:: What you should do ::
If a line in the entries below includes the string "parts", copy it out.

:: Materials provided ::

::::::::

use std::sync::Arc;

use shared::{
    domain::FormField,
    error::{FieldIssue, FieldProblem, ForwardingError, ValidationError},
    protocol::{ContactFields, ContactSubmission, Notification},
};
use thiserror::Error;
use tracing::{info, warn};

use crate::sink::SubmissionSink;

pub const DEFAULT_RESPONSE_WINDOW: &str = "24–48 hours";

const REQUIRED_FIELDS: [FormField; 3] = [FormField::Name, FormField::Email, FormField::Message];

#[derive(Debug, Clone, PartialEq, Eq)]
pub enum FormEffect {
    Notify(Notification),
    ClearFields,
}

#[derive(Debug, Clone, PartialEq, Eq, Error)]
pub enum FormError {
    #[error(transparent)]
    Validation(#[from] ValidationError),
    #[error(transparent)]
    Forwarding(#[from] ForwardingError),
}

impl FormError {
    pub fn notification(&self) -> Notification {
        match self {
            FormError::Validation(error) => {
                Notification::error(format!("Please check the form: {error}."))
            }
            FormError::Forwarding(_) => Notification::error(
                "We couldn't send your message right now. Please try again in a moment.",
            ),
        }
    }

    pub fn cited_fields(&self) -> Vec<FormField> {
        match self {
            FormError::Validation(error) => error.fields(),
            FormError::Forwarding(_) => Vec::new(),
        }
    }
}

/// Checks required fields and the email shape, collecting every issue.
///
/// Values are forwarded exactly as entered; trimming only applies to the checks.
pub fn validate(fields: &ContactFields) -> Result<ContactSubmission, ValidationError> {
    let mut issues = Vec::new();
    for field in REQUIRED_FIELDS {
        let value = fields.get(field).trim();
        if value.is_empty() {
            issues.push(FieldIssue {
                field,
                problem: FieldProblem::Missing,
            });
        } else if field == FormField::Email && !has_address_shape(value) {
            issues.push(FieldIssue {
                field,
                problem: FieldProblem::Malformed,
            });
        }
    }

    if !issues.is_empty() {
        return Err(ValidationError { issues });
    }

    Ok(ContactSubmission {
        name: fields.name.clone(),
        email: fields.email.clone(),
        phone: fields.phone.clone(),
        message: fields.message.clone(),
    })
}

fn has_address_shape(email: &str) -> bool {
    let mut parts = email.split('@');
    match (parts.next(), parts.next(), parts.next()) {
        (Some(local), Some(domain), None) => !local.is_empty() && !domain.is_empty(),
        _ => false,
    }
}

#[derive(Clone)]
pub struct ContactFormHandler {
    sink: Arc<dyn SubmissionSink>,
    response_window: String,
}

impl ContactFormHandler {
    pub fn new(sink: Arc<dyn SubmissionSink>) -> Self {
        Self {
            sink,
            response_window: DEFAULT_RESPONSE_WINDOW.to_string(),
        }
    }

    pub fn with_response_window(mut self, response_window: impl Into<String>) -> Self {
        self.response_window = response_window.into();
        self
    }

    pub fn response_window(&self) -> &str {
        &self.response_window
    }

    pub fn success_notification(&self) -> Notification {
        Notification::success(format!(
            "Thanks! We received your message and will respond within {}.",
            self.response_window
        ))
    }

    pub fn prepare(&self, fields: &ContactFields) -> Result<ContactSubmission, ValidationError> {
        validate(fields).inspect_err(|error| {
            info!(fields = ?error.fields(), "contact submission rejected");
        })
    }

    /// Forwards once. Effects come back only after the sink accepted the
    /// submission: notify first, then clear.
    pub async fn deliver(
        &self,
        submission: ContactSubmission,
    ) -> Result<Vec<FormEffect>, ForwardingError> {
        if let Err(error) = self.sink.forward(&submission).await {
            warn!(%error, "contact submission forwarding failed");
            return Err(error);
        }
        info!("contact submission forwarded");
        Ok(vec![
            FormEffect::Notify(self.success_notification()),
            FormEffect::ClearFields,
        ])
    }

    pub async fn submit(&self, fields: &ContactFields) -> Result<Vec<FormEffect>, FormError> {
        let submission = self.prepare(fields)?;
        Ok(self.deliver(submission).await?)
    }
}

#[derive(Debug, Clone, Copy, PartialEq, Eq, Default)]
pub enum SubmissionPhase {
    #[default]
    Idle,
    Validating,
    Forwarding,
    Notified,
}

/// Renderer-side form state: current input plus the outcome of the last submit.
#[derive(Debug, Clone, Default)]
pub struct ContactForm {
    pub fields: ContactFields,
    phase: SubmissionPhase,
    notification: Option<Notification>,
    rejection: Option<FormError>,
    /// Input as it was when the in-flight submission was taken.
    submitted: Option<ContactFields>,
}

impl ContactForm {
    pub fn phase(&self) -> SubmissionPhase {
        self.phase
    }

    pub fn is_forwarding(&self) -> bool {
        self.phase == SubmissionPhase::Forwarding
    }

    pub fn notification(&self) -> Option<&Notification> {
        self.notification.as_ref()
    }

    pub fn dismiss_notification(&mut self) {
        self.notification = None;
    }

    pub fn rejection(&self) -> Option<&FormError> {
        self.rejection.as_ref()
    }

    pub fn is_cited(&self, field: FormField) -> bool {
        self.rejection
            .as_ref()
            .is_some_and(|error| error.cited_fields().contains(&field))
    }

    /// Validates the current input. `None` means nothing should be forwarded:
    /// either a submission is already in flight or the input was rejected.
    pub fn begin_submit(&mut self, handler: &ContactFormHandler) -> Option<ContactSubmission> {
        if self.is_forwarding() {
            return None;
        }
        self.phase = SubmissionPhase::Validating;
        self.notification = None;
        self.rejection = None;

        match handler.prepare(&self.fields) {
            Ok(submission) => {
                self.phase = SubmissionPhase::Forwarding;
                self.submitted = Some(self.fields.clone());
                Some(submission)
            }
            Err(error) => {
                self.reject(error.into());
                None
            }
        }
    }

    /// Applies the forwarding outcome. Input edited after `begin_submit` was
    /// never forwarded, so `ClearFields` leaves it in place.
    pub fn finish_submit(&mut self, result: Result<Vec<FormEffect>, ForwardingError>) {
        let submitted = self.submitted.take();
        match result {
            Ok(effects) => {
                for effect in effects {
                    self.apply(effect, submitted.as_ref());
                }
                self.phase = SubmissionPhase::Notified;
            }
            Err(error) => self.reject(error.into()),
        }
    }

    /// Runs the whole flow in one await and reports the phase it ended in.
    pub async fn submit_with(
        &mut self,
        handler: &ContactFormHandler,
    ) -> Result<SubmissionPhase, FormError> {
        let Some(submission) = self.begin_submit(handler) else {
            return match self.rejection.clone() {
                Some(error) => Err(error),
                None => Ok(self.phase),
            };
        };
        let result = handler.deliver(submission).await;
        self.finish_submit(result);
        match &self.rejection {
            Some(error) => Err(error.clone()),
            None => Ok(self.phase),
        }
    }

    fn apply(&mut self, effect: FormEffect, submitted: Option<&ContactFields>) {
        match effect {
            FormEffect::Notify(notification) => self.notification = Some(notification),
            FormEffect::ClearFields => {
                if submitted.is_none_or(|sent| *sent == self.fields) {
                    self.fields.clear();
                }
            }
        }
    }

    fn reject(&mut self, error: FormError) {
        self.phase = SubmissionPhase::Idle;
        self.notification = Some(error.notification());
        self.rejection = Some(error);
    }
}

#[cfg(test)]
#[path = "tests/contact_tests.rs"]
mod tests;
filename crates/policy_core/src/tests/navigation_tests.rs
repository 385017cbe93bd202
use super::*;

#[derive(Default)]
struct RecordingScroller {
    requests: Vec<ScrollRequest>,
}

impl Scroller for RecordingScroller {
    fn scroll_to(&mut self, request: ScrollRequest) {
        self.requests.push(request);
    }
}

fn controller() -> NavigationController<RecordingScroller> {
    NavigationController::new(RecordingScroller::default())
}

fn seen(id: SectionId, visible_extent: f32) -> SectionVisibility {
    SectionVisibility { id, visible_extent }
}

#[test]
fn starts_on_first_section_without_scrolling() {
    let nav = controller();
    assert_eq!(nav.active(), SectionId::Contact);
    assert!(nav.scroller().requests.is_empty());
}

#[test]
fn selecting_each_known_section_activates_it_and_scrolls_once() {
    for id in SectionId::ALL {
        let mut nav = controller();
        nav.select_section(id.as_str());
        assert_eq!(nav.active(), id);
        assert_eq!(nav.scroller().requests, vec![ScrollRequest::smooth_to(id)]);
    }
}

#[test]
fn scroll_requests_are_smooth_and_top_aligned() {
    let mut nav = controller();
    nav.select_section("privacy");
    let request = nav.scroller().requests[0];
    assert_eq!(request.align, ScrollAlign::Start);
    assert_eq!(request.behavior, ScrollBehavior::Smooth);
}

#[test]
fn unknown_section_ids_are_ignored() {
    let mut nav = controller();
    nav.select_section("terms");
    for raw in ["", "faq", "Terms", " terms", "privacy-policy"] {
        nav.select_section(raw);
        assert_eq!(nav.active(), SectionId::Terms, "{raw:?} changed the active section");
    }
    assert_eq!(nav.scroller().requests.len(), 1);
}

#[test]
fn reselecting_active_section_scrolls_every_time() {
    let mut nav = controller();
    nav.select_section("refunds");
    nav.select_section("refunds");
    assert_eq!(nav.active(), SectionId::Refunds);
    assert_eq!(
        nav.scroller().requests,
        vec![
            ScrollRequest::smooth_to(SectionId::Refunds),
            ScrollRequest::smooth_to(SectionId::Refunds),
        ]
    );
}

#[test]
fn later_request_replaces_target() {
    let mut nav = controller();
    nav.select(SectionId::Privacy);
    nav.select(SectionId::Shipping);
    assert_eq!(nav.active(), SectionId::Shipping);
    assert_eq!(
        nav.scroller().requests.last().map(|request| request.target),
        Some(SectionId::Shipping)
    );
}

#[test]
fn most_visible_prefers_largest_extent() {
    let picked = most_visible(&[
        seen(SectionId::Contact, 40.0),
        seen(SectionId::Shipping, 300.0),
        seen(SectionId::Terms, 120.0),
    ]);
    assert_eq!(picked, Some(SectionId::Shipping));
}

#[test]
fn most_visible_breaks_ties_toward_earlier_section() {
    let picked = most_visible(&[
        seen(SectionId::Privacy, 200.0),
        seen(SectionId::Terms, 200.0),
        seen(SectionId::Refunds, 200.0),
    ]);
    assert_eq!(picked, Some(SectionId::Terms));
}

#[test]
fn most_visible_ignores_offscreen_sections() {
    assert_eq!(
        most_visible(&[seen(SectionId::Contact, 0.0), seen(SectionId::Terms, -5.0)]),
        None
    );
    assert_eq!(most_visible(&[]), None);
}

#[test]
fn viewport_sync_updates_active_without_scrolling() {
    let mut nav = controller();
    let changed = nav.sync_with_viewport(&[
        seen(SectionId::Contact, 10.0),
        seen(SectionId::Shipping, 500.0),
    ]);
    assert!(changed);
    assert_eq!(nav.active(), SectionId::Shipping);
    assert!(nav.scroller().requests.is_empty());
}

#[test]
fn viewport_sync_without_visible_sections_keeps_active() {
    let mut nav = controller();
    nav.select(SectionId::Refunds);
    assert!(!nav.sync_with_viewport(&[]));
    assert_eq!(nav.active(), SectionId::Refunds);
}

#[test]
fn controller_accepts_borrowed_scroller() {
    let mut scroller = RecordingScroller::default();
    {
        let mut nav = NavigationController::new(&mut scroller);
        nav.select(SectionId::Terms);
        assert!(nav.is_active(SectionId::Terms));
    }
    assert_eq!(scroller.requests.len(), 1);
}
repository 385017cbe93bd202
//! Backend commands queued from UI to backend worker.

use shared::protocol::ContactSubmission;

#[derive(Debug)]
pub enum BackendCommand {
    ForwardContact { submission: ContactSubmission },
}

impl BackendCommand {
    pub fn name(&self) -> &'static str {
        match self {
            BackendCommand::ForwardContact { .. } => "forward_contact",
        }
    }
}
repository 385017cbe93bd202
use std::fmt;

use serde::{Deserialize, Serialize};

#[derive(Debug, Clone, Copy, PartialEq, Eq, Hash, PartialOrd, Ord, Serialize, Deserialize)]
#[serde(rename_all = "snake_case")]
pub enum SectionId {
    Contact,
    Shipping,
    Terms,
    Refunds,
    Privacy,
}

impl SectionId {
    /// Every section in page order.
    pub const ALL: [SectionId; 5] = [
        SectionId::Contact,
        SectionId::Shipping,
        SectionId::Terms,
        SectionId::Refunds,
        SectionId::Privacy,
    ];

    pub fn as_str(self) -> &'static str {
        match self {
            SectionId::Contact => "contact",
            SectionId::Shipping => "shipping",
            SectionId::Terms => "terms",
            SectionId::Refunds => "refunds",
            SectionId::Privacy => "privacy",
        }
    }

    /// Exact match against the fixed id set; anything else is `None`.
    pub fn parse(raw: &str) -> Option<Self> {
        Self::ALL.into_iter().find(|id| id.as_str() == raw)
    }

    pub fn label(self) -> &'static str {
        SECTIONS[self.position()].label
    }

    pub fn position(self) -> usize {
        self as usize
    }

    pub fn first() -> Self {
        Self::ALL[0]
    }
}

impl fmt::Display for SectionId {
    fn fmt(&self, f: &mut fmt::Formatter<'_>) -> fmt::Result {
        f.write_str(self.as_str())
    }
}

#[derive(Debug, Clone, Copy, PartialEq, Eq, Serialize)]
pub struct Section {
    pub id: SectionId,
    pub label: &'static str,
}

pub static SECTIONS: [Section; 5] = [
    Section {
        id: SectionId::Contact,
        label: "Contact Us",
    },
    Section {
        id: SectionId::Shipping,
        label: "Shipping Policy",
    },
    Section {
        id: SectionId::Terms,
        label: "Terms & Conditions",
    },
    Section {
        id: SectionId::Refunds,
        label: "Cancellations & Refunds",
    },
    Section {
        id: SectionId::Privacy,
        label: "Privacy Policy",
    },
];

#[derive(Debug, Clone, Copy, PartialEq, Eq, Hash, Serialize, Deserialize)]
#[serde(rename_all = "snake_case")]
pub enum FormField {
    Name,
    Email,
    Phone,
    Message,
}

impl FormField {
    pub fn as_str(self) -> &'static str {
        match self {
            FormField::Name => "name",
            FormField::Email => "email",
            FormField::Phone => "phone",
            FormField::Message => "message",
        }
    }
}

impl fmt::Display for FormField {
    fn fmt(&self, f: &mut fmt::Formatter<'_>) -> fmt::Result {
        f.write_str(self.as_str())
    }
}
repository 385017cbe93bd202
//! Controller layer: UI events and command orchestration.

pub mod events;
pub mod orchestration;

::::::::

:: Answer to this task ::
    let mut parts = email.split('@');
    match (parts.next(), parts.next(), parts.next()) {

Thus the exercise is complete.